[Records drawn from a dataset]
§ §
//! ERC-4337 UserOperation (EntryPoint v0.7) and its signed form

use crate::types::{SIGNATURE_LENGTH, SignerId, keccak256_hash};
use crate::{Error, Result};
use alloy_primitives::{Address, B256, U256};
use serde::{Deserialize, Serialize};

/// Unsigned ERC-4337 UserOperation in the unpacked v0.7 layout.
///
/// The sender, nonce, calldata and deployment/paymaster fields are fixed at
/// construction. Only the gas and fee fields can change afterwards, through
/// the re-pricing setters used before signing. There is no signature field:
/// a signature only ever exists on a [`SignedOperation`].
#[derive(Debug, Clone, PartialEq, Eq, Serialize, Deserialize)]
#[serde(rename_all = "camelCase")]
pub struct UserOperation {
    sender: Address,
    nonce: U256,
    factory: Option<Address>,
    #[serde(with = "bytes_hex")]
    factory_data: Vec<u8>,
    #[serde(with = "bytes_hex")]
    call_data: Vec<u8>,
    call_gas_limit: U256,
    verification_gas_limit: U256,
    pre_verification_gas: U256,
    max_fee_per_gas: U256,
    max_priority_fee_per_gas: U256,
    paymaster: Option<Address>,
    paymaster_verification_gas_limit: U256,
    paymaster_post_op_gas_limit: U256,
    #[serde(with = "bytes_hex")]
    paymaster_data: Vec<u8>,
}

/// Gas and fee values applied to a new operation
#[derive(Debug, Clone, Copy, PartialEq, Eq, Serialize, Deserialize)]
pub struct GasLimits {
    pub call_gas_limit: U256,
    pub verification_gas_limit: U256,
    pub pre_verification_gas: U256,
    pub max_fee_per_gas: U256,
    pub max_priority_fee_per_gas: U256,
}

impl Default for GasLimits {
    fn default() -> Self {
        Self {
            call_gas_limit: U256::from(300_000u64),
            verification_gas_limit: U256::from(1_000_000u64),
            pre_verification_gas: U256::from(60_000u64),
            max_fee_per_gas: U256::from(1_100_000u64),
            max_priority_fee_per_gas: U256::from(1_100_000u64),
        }
    }
}

/// Paymaster sponsoring an operation's gas
#[derive(Debug, Clone, PartialEq, Eq, Serialize, Deserialize)]
pub struct Paymaster {
    pub address: Address,
    pub verification_gas_limit: U256,
    pub post_op_gas_limit: U256,
    pub data: Vec<u8>,
}

pub(crate) mod bytes_hex {
    use serde::{Deserialize, Deserializer, Serializer};

    pub fn serialize<S>(bytes: &[u8], serializer: S) -> Result<S::Ok, S::Error>
    where
        S: Serializer,
    {
        serializer.serialize_str(&format!("0x{}", hex::encode(bytes)))
    }

    pub fn deserialize<'de, D>(deserializer: D) -> Result<Vec<u8>, D::Error>
    where
        D: Deserializer<'de>,
    {
        let s = String::deserialize(deserializer)?;
        let s = s.strip_prefix("0x").unwrap_or(&s);
        hex::decode(s).map_err(serde::de::Error::custom)
    }
}

impl UserOperation {
    /// Create an operation with no deployment payload and no paymaster
    pub fn new(sender: Address, nonce: U256, call_data: Vec<u8>, gas: GasLimits) -> Self {
        Self {
            sender,
            nonce,
            factory: None,
            factory_data: Vec::new(),
            call_data,
            call_gas_limit: gas.call_gas_limit,
            verification_gas_limit: gas.verification_gas_limit,
            pre_verification_gas: gas.pre_verification_gas,
            max_fee_per_gas: gas.max_fee_per_gas,
            max_priority_fee_per_gas: gas.max_priority_fee_per_gas,
            paymaster: None,
            paymaster_verification_gas_limit: U256::ZERO,
            paymaster_post_op_gas_limit: U256::ZERO,
            paymaster_data: Vec::new(),
        }
    }

    /// Attach the factory call that deploys the sender on first use
    pub fn with_factory(mut self, factory: Address, factory_data: Vec<u8>) -> Self {
        self.factory = Some(factory);
        self.factory_data = factory_data;
        self
    }

    /// Attach a paymaster
    pub fn with_paymaster(mut self, paymaster: Paymaster) -> Self {
        self.paymaster = Some(paymaster.address);
        self.paymaster_verification_gas_limit = paymaster.verification_gas_limit;
        self.paymaster_post_op_gas_limit = paymaster.post_op_gas_limit;
        self.paymaster_data = paymaster.data;
        self
    }

    pub fn sender(&self) -> Address {
        self.sender
    }

    pub fn nonce(&self) -> U256 {
        self.nonce
    }

    pub fn factory(&self) -> Option<Address> {
        self.factory
    }

    pub fn factory_data(&self) -> &[u8] {
        &self.factory_data
    }

    pub fn call_data(&self) -> &[u8] {
        &self.call_data
    }

    pub fn call_gas_limit(&self) -> U256 {
        self.call_gas_limit
    }

    pub fn verification_gas_limit(&self) -> U256 {
        self.verification_gas_limit
    }

    pub fn pre_verification_gas(&self) -> U256 {
        self.pre_verification_gas
    }

    pub fn max_fee_per_gas(&self) -> U256 {
        self.max_fee_per_gas
    }

    pub fn max_priority_fee_per_gas(&self) -> U256 {
        self.max_priority_fee_per_gas
    }

    pub fn paymaster(&self) -> Option<Address> {
        self.paymaster
    }

    pub fn paymaster_verification_gas_limit(&self) -> U256 {
        self.paymaster_verification_gas_limit
    }

    pub fn paymaster_post_op_gas_limit(&self) -> U256 {
        self.paymaster_post_op_gas_limit
    }

    pub fn paymaster_data(&self) -> &[u8] {
        &self.paymaster_data
    }

    // ------------------------------------------------------------------
    // Re-pricing (the only mutation allowed after construction)
    // ------------------------------------------------------------------

    pub fn set_fees(&mut self, max_fee_per_gas: U256, max_priority_fee_per_gas: U256) {
        self.max_fee_per_gas = max_fee_per_gas;
        self.max_priority_fee_per_gas = max_priority_fee_per_gas;
    }

    pub fn set_max_fee_per_gas(&mut self, value: U256) {
        self.max_fee_per_gas = value;
    }

    pub fn set_max_priority_fee_per_gas(&mut self, value: U256) {
        self.max_priority_fee_per_gas = value;
    }

    pub fn set_call_gas_limit(&mut self, value: U256) {
        self.call_gas_limit = value;
    }

    pub fn set_verification_gas_limit(&mut self, value: U256) {
        self.verification_gas_limit = value;
    }

    pub fn set_pre_verification_gas(&mut self, value: U256) {
        self.pre_verification_gas = value;
    }

    /// `factory || factoryData`, empty when the account already exists
    pub fn init_code(&self) -> Vec<u8> {
        match self.factory {
            Some(factory) => {
                let mut init_code = factory.to_vec();
                init_code.extend_from_slice(&self.factory_data);
                init_code
            }
            None => Vec::new(),
        }
    }

    /// `paymaster || verificationGasLimit(16) || postOpGasLimit(16) || data`
    pub fn paymaster_and_data(&self) -> Result<Vec<u8>> {
        match self.paymaster {
            Some(paymaster) => {
                let mut packed = paymaster.to_vec();
                packed.extend_from_slice(&gas_u128(
                    "paymasterVerificationGasLimit",
                    self.paymaster_verification_gas_limit,
                )?
                .to_be_bytes());
                packed.extend_from_slice(&gas_u128(
                    "paymasterPostOpGasLimit",
                    self.paymaster_post_op_gas_limit,
                )?
                .to_be_bytes());
                packed.extend_from_slice(&self.paymaster_data);
                Ok(packed)
            }
            None => Ok(Vec::new()),
        }
    }

    /// Check the operation can be expressed on the wire
    pub fn validate_encoding(&self) -> Result<()> {
        if self.factory.is_none() && !self.factory_data.is_empty() {
            return Err(Error::Encoding("factoryData present without factory".into()));
        }
        if self.paymaster.is_none()
            && (!self.paymaster_verification_gas_limit.is_zero()
                || !self.paymaster_post_op_gas_limit.is_zero()
                || !self.paymaster_data.is_empty())
        {
            return Err(Error::Encoding(
                "paymaster fields present without paymaster".into(),
            ));
        }
        for (name, value) in [
            ("callGasLimit", self.call_gas_limit),
            ("verificationGasLimit", self.verification_gas_limit),
            ("maxFeePerGas", self.max_fee_per_gas),
            ("maxPriorityFeePerGas", self.max_priority_fee_per_gas),
            ("paymasterVerificationGasLimit", self.paymaster_verification_gas_limit),
            ("paymasterPostOpGasLimit", self.paymaster_post_op_gas_limit),
        ] {
            gas_u128(name, value)?;
        }
        Ok(())
    }

    /// EntryPoint v0.7 operation hash, the digest cohort members sign
    pub fn hash(&self, entry_point: Address, chain_id: u64) -> Result<B256> {
        self.validate_encoding()?;

        let packed = self.pack_for_hash()?;
        let inner_hash = keccak256_hash(&packed);

        // abi.encode(innerHash, entryPoint, chainId)
        let mut outer = Vec::with_capacity(96);
        outer.extend_from_slice(&inner_hash);
        outer.extend_from_slice(&[0u8; 12]);
        outer.extend_from_slice(entry_point.as_slice());
        outer.extend_from_slice(&U256::from(chain_id).to_be_bytes::<32>());

        Ok(B256::from(keccak256_hash(&outer)))
    }

    /// abi.encode of the PackedUserOperation with dynamic fields hashed
    fn pack_for_hash(&self) -> Result<Vec<u8>> {
        let mut packed = Vec::with_capacity(8 * 32);

        // sender (address - 32 bytes padded)
        packed.extend_from_slice(&[0u8; 12]);
        packed.extend_from_slice(self.sender.as_slice());

        packed.extend_from_slice(&self.nonce.to_be_bytes::<32>());
        packed.extend_from_slice(&keccak256_hash(&self.init_code()));
        packed.extend_from_slice(&keccak256_hash(&self.call_data));

        // accountGasLimits = verificationGasLimit(16) || callGasLimit(16)
        packed.extend_from_slice(&pack_halves(
            gas_u128("verificationGasLimit", self.verification_gas_limit)?,
            gas_u128("callGasLimit", self.call_gas_limit)?,
        ));

        packed.extend_from_slice(&self.pre_verification_gas.to_be_bytes::<32>());

        // gasFees = maxPriorityFeePerGas(16) || maxFeePerGas(16)
        packed.extend_from_slice(&pack_halves(
            gas_u128("maxPriorityFeePerGas", self.max_priority_fee_per_gas)?,
            gas_u128("maxFeePerGas", self.max_fee_per_gas)?,
        ));

        packed.extend_from_slice(&keccak256_hash(&self.paymaster_and_data()?));

        Ok(packed)
    }
}

/// Narrow a gas value to the 128 bits the packed layout allows
pub(crate) fn gas_u128(name: &str, value: U256) -> Result<u128> {
    u128::try_from(value)
        .map_err(|_| Error::Encoding(format!("{} exceeds 128 bits: {}", name, value)))
}

fn pack_halves(high: u128, low: u128) -> [u8; 32] {
    let mut word = [0u8; 32];
    word[..16].copy_from_slice(&high.to_be_bytes());
    word[16..].copy_from_slice(&low.to_be_bytes());
    word
}

// ============================================================================
// Signed Operation
// ============================================================================

/// Positional concatenation of `threshold` partial signatures
#[derive(Debug, Clone, PartialEq, Eq)]
pub struct CombinedSignature {
    bytes: Vec<u8>,
    signers: Vec<SignerId>,
}

impl CombinedSignature {
    /// Build from partial signatures already in contract order
    pub(crate) fn from_ordered(parts: Vec<(SignerId, Vec<u8>)>) -> Result<Self> {
        let mut bytes = Vec::with_capacity(parts.len() * SIGNATURE_LENGTH);
        let mut signers = Vec::with_capacity(parts.len());
        for (signer, signature) in parts {
            if signature.len() != SIGNATURE_LENGTH {
                return Err(Error::Crypto(format!(
                    "partial signature from {} is {} bytes",
                    signer,
                    signature.len()
                )));
            }
            bytes.extend_from_slice(&signature);
            signers.push(signer);
        }
        Ok(Self { bytes, signers })
    }

    pub fn as_bytes(&self) -> &[u8] {
        &self.bytes
    }

    /// Contributing signers, in the order their signatures appear
    pub fn signers(&self) -> &[SignerId] {
        &self.signers
    }

    pub fn len(&self) -> usize {
        self.bytes.len()
    }

    pub fn is_empty(&self) -> bool {
        self.bytes.is_empty()
    }

    pub fn to_hex(&self) -> String {
        format!("0x{}", hex::encode(&self.bytes))
    }
}

/// A UserOperation bound to its final combined signature.
///
/// Only the aggregation step can create one, and it exposes no mutators.
#[derive(Debug, Clone, PartialEq, Eq)]
pub struct SignedOperation {
    operation: UserOperation,
    signature: CombinedSignature,
    hash: B256,
}

impl SignedOperation {
    pub(crate) fn new(operation: UserOperation, signature: CombinedSignature, hash: B256) -> Self {
        Self {
            operation,
            signature,
            hash,
        }
    }

    pub fn operation(&self) -> &UserOperation {
        &self.operation
    }

    pub fn signature(&self) -> &CombinedSignature {
        &self.signature
    }

    /// Operation hash the cohort signed
    pub fn hash(&self) -> B256 {
        self.hash
    }
}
§ §
Among the records, find every line holding the word "paymasterVerificationGasLimit" and copy it.

                    "paymasterVerificationGasLimit",
            ("paymasterVerificationGasLimit", self.paymaster_verification_gas_limit),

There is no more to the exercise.